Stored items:
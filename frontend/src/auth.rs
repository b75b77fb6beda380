//! 认证模块
//!
//! 管理用户会话状态，与路由系统解耦。
//! 路由服务通过注入的认证信号和加载信号来执行守卫。
//!
//! - `provider`: 身份提供方抽象
//! - `msal`: 浏览器端 MSAL 绑定
//! - `token`: 访问令牌获取

pub mod msal;
pub mod provider;
pub mod token;

use std::rc::Rc;

use leptos::prelude::*;
use leptos::reactive::owner::LocalStorage;

use provider::{AccountInfo, AuthError, IdentityProvider, LoginRequest};

const DEFAULT_USER_NAME: &str = "User";
const DEFAULT_ORGANIZATION: &str = "Organization";
const POST_LOGOUT_REDIRECT: &str = "/login";

/// 当前登录用户
#[derive(Debug, Clone, PartialEq, Eq)]
pub struct User {
    pub name: String,
    pub organization: String,
    pub email: String,
    pub account: AccountInfo,
}

impl User {
    /// 显示名依次取 `name`、`username`，都为空时使用 "User"
    pub fn from_account(account: AccountInfo) -> Self {
        let name = account
            .name
            .as_deref()
            .filter(|n| !n.is_empty())
            .or(Some(account.username.as_str()).filter(|u| !u.is_empty()))
            .unwrap_or(DEFAULT_USER_NAME)
            .to_string();

        Self {
            name,
            organization: DEFAULT_ORGANIZATION.to_string(),
            email: account.username.clone(),
            account,
        }
    }

    /// 头像缩写：前两个单词的首字母
    pub fn initials(&self) -> String {
        self.name
            .split_whitespace()
            .filter_map(|word| word.chars().next())
            .take(2)
            .flat_map(char::to_uppercase)
            .collect()
    }
}

/// 会话状态
#[derive(Debug, Clone, PartialEq, Eq)]
pub struct SessionState {
    pub user: Option<User>,
    /// 初始化完成前为 true，完成后只会被置为 false 一次
    pub is_loading: bool,
}

impl Default for SessionState {
    fn default() -> Self {
        Self {
            user: None,
            is_loading: true,
        }
    }
}

// =========================================================
// 认证服务（不依赖响应式运行时）
// =========================================================

pub struct AuthService {
    provider: Rc<dyn IdentityProvider>,
}

impl AuthService {
    pub fn new(provider: Rc<dyn IdentityProvider>) -> Self {
        Self { provider }
    }

    /// 启动时解析会话：先处理登录跳转的返回段，再回退到缓存账户
    ///
    /// 初始化失败只在开发构建中记录，结果视为未登录。
    pub async fn resolve_session(&self) -> Option<User> {
        match self.provider.handle_redirect().await {
            Ok(Some(account)) => {
                log::info!("[Auth] 登录跳转返回: {}", account.username);
                return Some(User::from_account(account));
            }
            Ok(None) => {}
            Err(e) => {
                if cfg!(debug_assertions) {
                    log::error!("[Auth] Auth initialization error: {}", e);
                }
                return None;
            }
        }

        self.cached_account().map(User::from_account)
    }

    pub fn cached_account(&self) -> Option<AccountInfo> {
        self.provider.all_accounts().into_iter().next()
    }

    pub fn has_cached_account(&self) -> bool {
        self.cached_account().is_some()
    }

    /// 交互式登录请求：不请求额外 scope，强制显示登录页
    pub fn login_request(email_hint: Option<&str>) -> LoginRequest {
        LoginRequest {
            scopes: Vec::new(),
            prompt: Some("login".to_string()),
            login_hint: email_hint
                .map(str::trim)
                .filter(|e| !e.is_empty())
                .map(str::to_string),
            redirect_uri: None,
        }
    }

    /// 发起跳转登录；成功时页面离开
    pub async fn login_redirect(&self, email_hint: Option<&str>) -> Result<(), AuthError> {
        let result = self
            .provider
            .login_redirect(Self::login_request(email_hint))
            .await;
        if let Err(e) = &result {
            if cfg!(debug_assertions) {
                log::error!("[Auth] Login redirect error: {}", e);
            }
        }
        result
    }

    /// 没有账户时什么也不做
    pub async fn logout(&self) -> Result<(), AuthError> {
        let Some(account) = self.cached_account() else {
            log::debug!("[Auth] 没有已登录账户，忽略注销");
            return Ok(());
        };
        self.provider
            .logout_redirect(&account, POST_LOGOUT_REDIRECT)
            .await
    }
}

// =========================================================
// 响应式上下文
// =========================================================

/// 认证上下文
///
/// 包含读写信号，通过 Context 在组件间共享。
#[derive(Clone, Copy)]
pub struct AuthContext {
    /// 会话状态（只读）
    pub state: ReadSignal<SessionState>,
    /// 设置会话状态（写入）
    pub set_state: WriteSignal<SessionState>,
    service: StoredValue<Rc<AuthService>, LocalStorage>,
}

impl AuthContext {
    /// 创建新的认证上下文
    pub fn new(service: AuthService) -> Self {
        let (state, set_state) = signal(SessionState::default());
        Self {
            state,
            set_state,
            service: StoredValue::new_local(Rc::new(service)),
        }
    }

    pub fn service(&self) -> Rc<AuthService> {
        self.service.get_value()
    }

    /// 认证状态信号（用于路由服务注入）
    ///
    /// 已解析出用户，或身份提供方缓存中存在账户，均视为已认证。
    pub fn is_authenticated_signal(&self) -> Signal<bool> {
        let state = self.state;
        let service = self.service;
        Signal::derive(move || {
            state.with(|s| s.user.is_some()) || service.with_value(|s| s.has_cached_account())
        })
    }

    /// 加载状态信号（用于路由服务注入）
    pub fn is_loading_signal(&self) -> Signal<bool> {
        let state = self.state;
        Signal::derive(move || state.with(|s| s.is_loading))
    }
}

/// 从 Context 获取认证上下文
pub fn use_auth() -> AuthContext {
    use_context::<AuthContext>().expect("AuthContext should be provided")
}

/// 初始化认证状态
///
/// 异步解析会话，完成后关闭加载状态。
pub fn init_auth(ctx: &AuthContext) {
    let service = ctx.service();
    let set_state = ctx.set_state;
    leptos::task::spawn_local(async move {
        let user = service.resolve_session().await;
        set_state.update(|state| {
            state.user = user;
            state.is_loading = false;
        });
    });
}

/// 跳转到身份提供方登录页
///
/// 导航由浏览器完成；返回时 `init_auth` 会处理跳转结果。
pub async fn login_redirect(ctx: &AuthContext, email_hint: Option<String>) -> Result<(), AuthError> {
    ctx.service().login_redirect(email_hint.as_deref()).await
}

/// 注销并跳转到登录页
pub async fn logout(ctx: &AuthContext) -> Result<(), AuthError> {
    ctx.service().logout().await
}

#[cfg(test)]
mod tests {
    use super::*;
    use provider::tests::{MockProvider, account};

    fn service(provider: &Rc<MockProvider>) -> AuthService {
        AuthService::new(provider.clone())
    }

    #[test]
    fn test_user_initials() {
        let mut user = User::from_account(account("ann"));
        user.name = "james earl smith".to_string();
        assert_eq!(user.initials(), "JE");
        user.name = "Ann".to_string();
        assert_eq!(user.initials(), "A");
    }

    #[test]
    fn test_user_name_fallbacks() {
        let user = User::from_account(account("ann"));
        assert_eq!(user.name, "ann");
        assert_eq!(user.email, "ann@example.com");
        assert_eq!(user.organization, "Organization");

        let mut no_name = account("bob");
        no_name.name = None;
        assert_eq!(User::from_account(no_name).name, "bob@example.com");

        let mut anonymous = account("x");
        anonymous.name = Some(String::new());
        anonymous.username = String::new();
        assert_eq!(User::from_account(anonymous).name, "User");
    }

    #[test]
    fn test_session_starts_loading() {
        let state = SessionState::default();
        assert!(state.is_loading);
        assert!(state.user.is_none());
    }

    #[tokio::test]
    async fn test_redirect_account_wins() {
        let provider = Rc::new(MockProvider::new().with_account(account("cached")));
        *provider.redirect_result.borrow_mut() = Some(Ok(Some(account("fresh"))));

        let user = service(&provider).resolve_session().await.unwrap();
        assert_eq!(user.email, "fresh@example.com");
    }

    #[tokio::test]
    async fn test_falls_back_to_cached_account() {
        let provider = Rc::new(MockProvider::new().with_account(account("cached")));
        let user = service(&provider).resolve_session().await.unwrap();
        assert_eq!(user.email, "cached@example.com");
    }

    #[tokio::test]
    async fn test_no_account_resolves_to_none() {
        let provider = Rc::new(MockProvider::new());
        assert!(service(&provider).resolve_session().await.is_none());
    }

    #[tokio::test]
    async fn test_initialization_error_resolves_to_none() {
        let provider = Rc::new(MockProvider::new().with_account(account("cached")));
        *provider.redirect_result.borrow_mut() =
            Some(Err(AuthError::provider("state_mismatch", "bad state")));

        assert!(service(&provider).resolve_session().await.is_none());
    }

    #[tokio::test]
    async fn test_login_request_with_hint() {
        let provider = Rc::new(MockProvider::new());
        service(&provider)
            .login_redirect(Some("jane@example.com"))
            .await
            .unwrap();

        let requests = provider.login_requests.borrow();
        assert_eq!(requests.len(), 1);
        assert!(requests[0].scopes.is_empty());
        assert_eq!(requests[0].prompt.as_deref(), Some("login"));
        assert_eq!(requests[0].login_hint.as_deref(), Some("jane@example.com"));
    }

    #[test]
    fn test_blank_hint_is_omitted() {
        assert_eq!(AuthService::login_request(Some("  ")).login_hint, None);
        assert_eq!(AuthService::login_request(None).login_hint, None);
    }

    #[tokio::test]
    async fn test_login_failure_is_returned() {
        let provider = Rc::new(MockProvider::new());
        *provider.login_result.borrow_mut() = Err(AuthError::provider("interaction_in_progress", "busy"));

        let result = service(&provider).login_redirect(None).await;
        assert!(matches!(result, Err(AuthError::Provider { .. })));
    }

    #[tokio::test]
    async fn test_logout_without_account_is_noop() {
        let provider = Rc::new(MockProvider::new());
        service(&provider).logout().await.unwrap();
        assert!(provider.logout_calls.borrow().is_empty());
    }

    #[tokio::test]
    async fn test_logout_redirects_to_login() {
        let provider = Rc::new(MockProvider::new().with_account(account("ann")));
        service(&provider).logout().await.unwrap();

        let calls = provider.logout_calls.borrow();
        assert_eq!(calls.len(), 1);
        assert_eq!(calls[0].0.username, "ann@example.com");
        assert_eq!(calls[0].1, "/login");
    }
}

ASSIGNED TASK:
Copy each line above that contains the word "tests".

WRITTEN REPLY:
mod tests {
    use provider::tests::{MockProvider, account};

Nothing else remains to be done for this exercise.